Tant pis that you dislike the structure of PhotoLab. There are other approaches to software and applications which cater to your tastes. DxO even offers its crown jewels in a portable format (PureRAW) now for those who prefer other tools to PhotoLab.


To respond indirectly to another dubious recent post, not using a dedicated triage tool is simply dunderheaded. Even Lightroom users use FastRawViewer (which doesn’t require any databases or babysitting, everything is saved into highly compatible XMP files) and is much, much faster for triage than Lightroom. Lightroom FRV users enjoy portable exposure compensation, i.e. any changes made in FRV will carry over to Lightroom/Camera Raw/Bridge via XMP. Lightroom PhotoMechanic users enjoy pre-cropping controls which carry over to Lightroom/Camera Raw/Bridge via XMP.

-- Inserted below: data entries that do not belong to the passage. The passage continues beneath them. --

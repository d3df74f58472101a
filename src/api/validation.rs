use axum::{
    Json,
    extract::{FromRequest, Request, rejection::JsonRejection},
};
use serde::de::DeserializeOwned;

use super::ApiError;

/// `Json` body extractor whose rejections use the `ApiResponse` envelope.
/// Type mismatches, such as an integer that overflows its field, become 400s.
pub struct ApiJson<T>(pub T);

impl<S, T> FromRequest<S> for ApiJson<T>
where
    T: DeserializeOwned,
    S: Send + Sync,
{
    type Rejection = ApiError;

    async fn from_request(req: Request, state: &S) -> Result<Self, Self::Rejection> {
        match Json::<T>::from_request(req, state).await {
            Ok(Json(value)) => Ok(Self(value)),
            Err(rejection) => Err(json_rejection(&rejection)),
        }
    }
}

fn json_rejection(rejection: &JsonRejection) -> ApiError {
    tracing::debug!(status = %rejection.status(), "Rejected request body");
    ApiError::validation(rejection.body_text())
}

pub fn validate_id(resource: &str, id: i32) -> Result<i32, ApiError> {
    if id <= 0 {
        return Err(ApiError::validation(format!(
            "Invalid {} ID: {}. ID must be a positive integer",
            resource, id
        )));
    }
    Ok(id)
}

pub fn validate_limit(limit: u64) -> Result<u64, ApiError> {
    const MAX_LIMIT: u64 = 1000;
    const MIN_LIMIT: u64 = 1;

    if !(MIN_LIMIT..=MAX_LIMIT).contains(&limit) {
        return Err(ApiError::validation(format!(
            "Invalid limit: {}. Limit must be between {} and {}",
            limit, MIN_LIMIT, MAX_LIMIT
        )));
    }
    Ok(limit)
}

pub fn validate_slug_param(slug: &str) -> Result<&str, ApiError> {
    if !crate::domain::rules::is_valid_slug(slug) {
        return Err(ApiError::validation(format!("Invalid slug: '{}'", slug)));
    }
    Ok(slug)
}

I’d like to see PhotoLab read that exposure compensation data (FRV) and cropping data (PhotoMechanic) and apply it in PhotoLab. What bothers me, about PhotoLab and the new DxO is their middling lack of concern about interoperability with other programs. There have been all kinds of trouble making recent Nik plugins work in Affinity Photo or in Photoshop CS6 or Photoshop Elements.

For large shoots, a dedicated triage tool is the way to go. I only take four and five star photos into PhotoLab to do the last triage from 100 to 30 photos. There’s no way I’d want to bring 2000 odd photos (sport) into a RAW developer. Most people who shoot editorial/fashion/glamour professionally these days have similar exposure accounts. Perhaps wildlife shooters have smaller exposure counts, although most of them like to set their cameras to the highest exposures per second setting and sit on the shutter button too.

It’s only some art, portrait and landscape photographers who have low enough exposure counts these days not to benefit enormously from a dedicated triage tool.